- [Task item]
Each entry is to be printed again word for word.

- [Available records]
▶

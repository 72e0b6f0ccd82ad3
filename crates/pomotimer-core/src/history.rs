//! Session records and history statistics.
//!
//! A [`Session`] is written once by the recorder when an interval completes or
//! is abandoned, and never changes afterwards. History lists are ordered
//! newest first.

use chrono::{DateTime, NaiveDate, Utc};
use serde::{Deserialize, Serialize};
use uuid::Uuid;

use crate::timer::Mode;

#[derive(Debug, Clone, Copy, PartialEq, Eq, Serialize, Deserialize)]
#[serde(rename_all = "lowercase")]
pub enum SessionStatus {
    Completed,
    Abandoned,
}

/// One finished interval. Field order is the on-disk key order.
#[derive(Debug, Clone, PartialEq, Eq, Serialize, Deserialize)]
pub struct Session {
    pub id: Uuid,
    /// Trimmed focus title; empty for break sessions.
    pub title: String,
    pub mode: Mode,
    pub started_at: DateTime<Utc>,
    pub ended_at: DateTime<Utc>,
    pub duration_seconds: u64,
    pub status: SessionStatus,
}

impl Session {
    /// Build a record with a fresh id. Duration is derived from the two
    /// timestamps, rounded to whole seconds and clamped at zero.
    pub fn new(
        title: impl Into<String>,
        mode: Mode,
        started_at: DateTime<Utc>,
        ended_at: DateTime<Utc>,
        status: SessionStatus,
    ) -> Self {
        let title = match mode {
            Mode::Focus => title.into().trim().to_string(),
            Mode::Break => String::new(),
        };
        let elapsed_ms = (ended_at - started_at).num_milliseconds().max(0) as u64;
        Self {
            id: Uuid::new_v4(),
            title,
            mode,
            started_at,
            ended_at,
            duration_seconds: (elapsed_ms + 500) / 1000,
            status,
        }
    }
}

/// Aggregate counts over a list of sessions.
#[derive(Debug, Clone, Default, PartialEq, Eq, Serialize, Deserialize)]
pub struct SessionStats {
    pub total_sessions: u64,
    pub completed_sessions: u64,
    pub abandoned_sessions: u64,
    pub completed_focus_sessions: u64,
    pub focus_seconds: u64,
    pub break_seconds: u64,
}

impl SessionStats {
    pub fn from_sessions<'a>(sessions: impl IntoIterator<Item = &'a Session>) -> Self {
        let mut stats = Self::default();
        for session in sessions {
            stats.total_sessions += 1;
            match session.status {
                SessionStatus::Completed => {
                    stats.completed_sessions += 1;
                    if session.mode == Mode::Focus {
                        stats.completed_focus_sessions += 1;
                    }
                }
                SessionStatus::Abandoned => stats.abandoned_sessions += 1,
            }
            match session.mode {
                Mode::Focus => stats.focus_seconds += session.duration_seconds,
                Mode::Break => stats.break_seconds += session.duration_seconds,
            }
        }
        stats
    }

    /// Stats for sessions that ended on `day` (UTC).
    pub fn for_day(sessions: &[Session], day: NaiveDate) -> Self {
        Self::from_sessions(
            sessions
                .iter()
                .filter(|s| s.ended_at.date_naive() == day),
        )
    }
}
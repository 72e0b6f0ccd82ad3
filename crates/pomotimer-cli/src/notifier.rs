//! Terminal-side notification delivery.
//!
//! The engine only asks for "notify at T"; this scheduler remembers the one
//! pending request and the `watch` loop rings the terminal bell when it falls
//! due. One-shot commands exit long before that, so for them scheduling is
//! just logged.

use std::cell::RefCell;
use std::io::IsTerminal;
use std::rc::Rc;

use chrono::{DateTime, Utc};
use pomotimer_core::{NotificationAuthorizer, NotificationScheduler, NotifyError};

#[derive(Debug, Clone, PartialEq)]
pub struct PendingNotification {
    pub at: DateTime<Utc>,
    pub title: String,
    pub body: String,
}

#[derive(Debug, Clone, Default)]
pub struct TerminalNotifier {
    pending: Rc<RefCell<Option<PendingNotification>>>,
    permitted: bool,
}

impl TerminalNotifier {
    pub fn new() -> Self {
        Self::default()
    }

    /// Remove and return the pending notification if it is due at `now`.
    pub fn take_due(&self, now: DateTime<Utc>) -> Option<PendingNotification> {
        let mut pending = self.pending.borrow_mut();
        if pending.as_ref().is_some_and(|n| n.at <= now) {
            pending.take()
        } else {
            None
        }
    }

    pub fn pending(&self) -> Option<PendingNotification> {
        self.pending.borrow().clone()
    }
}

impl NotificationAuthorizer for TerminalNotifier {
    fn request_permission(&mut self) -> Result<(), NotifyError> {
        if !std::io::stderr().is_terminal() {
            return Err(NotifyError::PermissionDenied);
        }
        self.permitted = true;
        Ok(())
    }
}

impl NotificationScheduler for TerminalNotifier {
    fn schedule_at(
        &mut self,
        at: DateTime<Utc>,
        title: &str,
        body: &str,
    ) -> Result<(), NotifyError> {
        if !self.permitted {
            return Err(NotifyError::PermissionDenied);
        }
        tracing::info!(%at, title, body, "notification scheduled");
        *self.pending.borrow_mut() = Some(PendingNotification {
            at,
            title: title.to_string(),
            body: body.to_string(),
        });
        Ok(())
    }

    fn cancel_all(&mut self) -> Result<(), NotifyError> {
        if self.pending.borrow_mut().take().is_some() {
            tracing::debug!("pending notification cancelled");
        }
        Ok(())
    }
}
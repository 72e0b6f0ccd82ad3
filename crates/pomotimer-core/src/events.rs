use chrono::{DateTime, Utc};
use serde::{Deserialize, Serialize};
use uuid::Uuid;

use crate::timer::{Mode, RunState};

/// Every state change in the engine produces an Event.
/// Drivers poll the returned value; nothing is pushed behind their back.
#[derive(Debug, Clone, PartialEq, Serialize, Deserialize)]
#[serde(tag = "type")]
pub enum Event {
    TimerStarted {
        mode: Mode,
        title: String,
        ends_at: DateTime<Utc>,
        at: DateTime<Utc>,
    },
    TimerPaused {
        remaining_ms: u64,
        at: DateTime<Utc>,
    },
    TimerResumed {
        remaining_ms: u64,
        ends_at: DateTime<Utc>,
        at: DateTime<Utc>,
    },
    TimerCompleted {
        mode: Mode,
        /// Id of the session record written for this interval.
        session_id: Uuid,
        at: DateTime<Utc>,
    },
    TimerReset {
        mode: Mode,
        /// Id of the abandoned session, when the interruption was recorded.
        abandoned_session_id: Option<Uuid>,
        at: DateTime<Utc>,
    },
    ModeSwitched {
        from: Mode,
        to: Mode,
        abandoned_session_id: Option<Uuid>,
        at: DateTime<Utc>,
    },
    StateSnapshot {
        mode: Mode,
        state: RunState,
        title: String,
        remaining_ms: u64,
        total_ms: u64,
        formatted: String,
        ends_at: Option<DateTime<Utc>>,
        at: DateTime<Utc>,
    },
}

◀

- [Output below]
repository 72e0b6f0ccd82ad3
filename crates/pomotimer-core/src/history.rs
//! Session records and history statistics.
//!
//! A [`Session`] is written once by the recorder when an interval completes or
//! is abandoned, and never changes afterwards. History lists are ordered
//! newest first.

use chrono::{DateTime, NaiveDate, Utc};
use serde::{Deserialize, Serialize};
use uuid::Uuid;

use crate::timer::Mode;

#[derive(Debug, Clone, Copy, PartialEq, Eq, Serialize, Deserialize)]
#[serde(rename_all = "lowercase")]
pub enum SessionStatus {
    Completed,
    Abandoned,
}

/// One finished interval. Field order is the on-disk key order.
#[derive(Debug, Clone, PartialEq, Eq, Serialize, Deserialize)]
pub struct Session {
    pub id: Uuid,
    /// Trimmed focus title; empty for break sessions.
    pub title: String,
    pub mode: Mode,
    pub started_at: DateTime<Utc>,
    pub ended_at: DateTime<Utc>,
    pub duration_seconds: u64,
    pub status: SessionStatus,
}

impl Session {
    /// Build a record with a fresh id. Duration is derived from the two
    /// timestamps, rounded to whole seconds and clamped at zero.
    pub fn new(
        title: impl Into<String>,
        mode: Mode,
        started_at: DateTime<Utc>,
        ended_at: DateTime<Utc>,
        status: SessionStatus,
    ) -> Self {
        let title = match mode {
            Mode::Focus => title.into().trim().to_string(),
            Mode::Break => String::new(),
        };
        let elapsed_ms = (ended_at - started_at).num_milliseconds().max(0) as u64;
        Self {
            id: Uuid::new_v4(),
            title,
            mode,
            started_at,
            ended_at,
            duration_seconds: (elapsed_ms + 500) / 1000,
            status,
        }
    }
}

/// Aggregate counts over a list of sessions.
#[derive(Debug, Clone, Default, PartialEq, Eq, Serialize, Deserialize)]
pub struct SessionStats {
    pub total_sessions: u64,
    pub completed_sessions: u64,
    pub abandoned_sessions: u64,
    pub completed_focus_sessions: u64,
    pub focus_seconds: u64,
    pub break_seconds: u64,
}

impl SessionStats {
    pub fn from_sessions<'a>(sessions: impl IntoIterator<Item = &'a Session>) -> Self {
        let mut stats = Self::default();
        for session in sessions {
            stats.total_sessions += 1;
            match session.status {
                SessionStatus::Completed => {
                    stats.completed_sessions += 1;
                    if session.mode == Mode::Focus {
                        stats.completed_focus_sessions += 1;
                    }
                }
                SessionStatus::Abandoned => stats.abandoned_sessions += 1,
            }
            match session.mode {
                Mode::Focus => stats.focus_seconds += session.duration_seconds,
                Mode::Break => stats.break_seconds += session.duration_seconds,
            }
        }
        stats
    }

    /// Stats for sessions that ended on `day` (UTC).
    pub fn for_day(sessions: &[Session], day: NaiveDate) -> Self {
        Self::from_sessions(
            sessions
                .iter()
                .filter(|s| s.ended_at.date_naive() == day),
        )
    }
}
repository 72e0b6f0ccd82ad3
filename crates/pomotimer-cli/src/notifier.rs
//! Terminal-side notification delivery.
//!
//! The engine only asks for "notify at T"; this scheduler remembers the one
//! pending request and the `watch` loop rings the terminal bell when it falls
//! due. One-shot commands exit long before that, so for them scheduling is
//! just logged.

use std::cell::RefCell;
use std::io::IsTerminal;
use std::rc::Rc;

use chrono::{DateTime, Utc};
use pomotimer_core::{NotificationAuthorizer, NotificationScheduler, NotifyError};

#[derive(Debug, Clone, PartialEq)]
pub struct PendingNotification {
    pub at: DateTime<Utc>,
    pub title: String,
    pub body: String,
}

#[derive(Debug, Clone, Default)]
pub struct TerminalNotifier {
    pending: Rc<RefCell<Option<PendingNotification>>>,
    permitted: bool,
}

impl TerminalNotifier {
    pub fn new() -> Self {
        Self::default()
    }

    /// Remove and return the pending notification if it is due at `now`.
    pub fn take_due(&self, now: DateTime<Utc>) -> Option<PendingNotification> {
        let mut pending = self.pending.borrow_mut();
        if pending.as_ref().is_some_and(|n| n.at <= now) {
            pending.take()
        } else {
            None
        }
    }

    pub fn pending(&self) -> Option<PendingNotification> {
        self.pending.borrow().clone()
    }
}

impl NotificationAuthorizer for TerminalNotifier {
    fn request_permission(&mut self) -> Result<(), NotifyError> {
        if !std::io::stderr().is_terminal() {
            return Err(NotifyError::PermissionDenied);
        }
        self.permitted = true;
        Ok(())
    }
}

impl NotificationScheduler for TerminalNotifier {
    fn schedule_at(
        &mut self,
        at: DateTime<Utc>,
        title: &str,
        body: &str,
    ) -> Result<(), NotifyError> {
        if !self.permitted {
            return Err(NotifyError::PermissionDenied);
        }
        tracing::info!(%at, title, body, "notification scheduled");
        *self.pending.borrow_mut() = Some(PendingNotification {
            at,
            title: title.to_string(),
            body: body.to_string(),
        });
        Ok(())
    }

    fn cancel_all(&mut self) -> Result<(), NotifyError> {
        if self.pending.borrow_mut().take().is_some() {
            tracing::debug!("pending notification cancelled");
        }
        Ok(())
    }
}
repository 72e0b6f0ccd82ad3
filename crates/pomotimer-core/src/events.rs
use chrono::{DateTime, Utc};
use serde::{Deserialize, Serialize};
use uuid::Uuid;

use crate::timer::{Mode, RunState};

/// Every state change in the engine produces an Event.
/// Drivers poll the returned value; nothing is pushed behind their back.
#[derive(Debug, Clone, PartialEq, Serialize, Deserialize)]
#[serde(tag = "type")]
pub enum Event {
    TimerStarted {
        mode: Mode,
        title: String,
        ends_at: DateTime<Utc>,
        at: DateTime<Utc>,
    },
    TimerPaused {
        remaining_ms: u64,
        at: DateTime<Utc>,
    },
    TimerResumed {
        remaining_ms: u64,
        ends_at: DateTime<Utc>,
        at: DateTime<Utc>,
    },
    TimerCompleted {
        mode: Mode,
        /// Id of the session record written for this interval.
        session_id: Uuid,
        at: DateTime<Utc>,
    },
    TimerReset {
        mode: Mode,
        /// Id of the abandoned session, when the interruption was recorded.
        abandoned_session_id: Option<Uuid>,
        at: DateTime<Utc>,
    },
    ModeSwitched {
        from: Mode,
        to: Mode,
        abandoned_session_id: Option<Uuid>,
        at: DateTime<Utc>,
    },
    StateSnapshot {
        mode: Mode,
        state: RunState,
        title: String,
        remaining_ms: u64,
        total_ms: u64,
        formatted: String,
        ends_at: Option<DateTime<Utc>>,
        at: DateTime<Utc>,
    },
}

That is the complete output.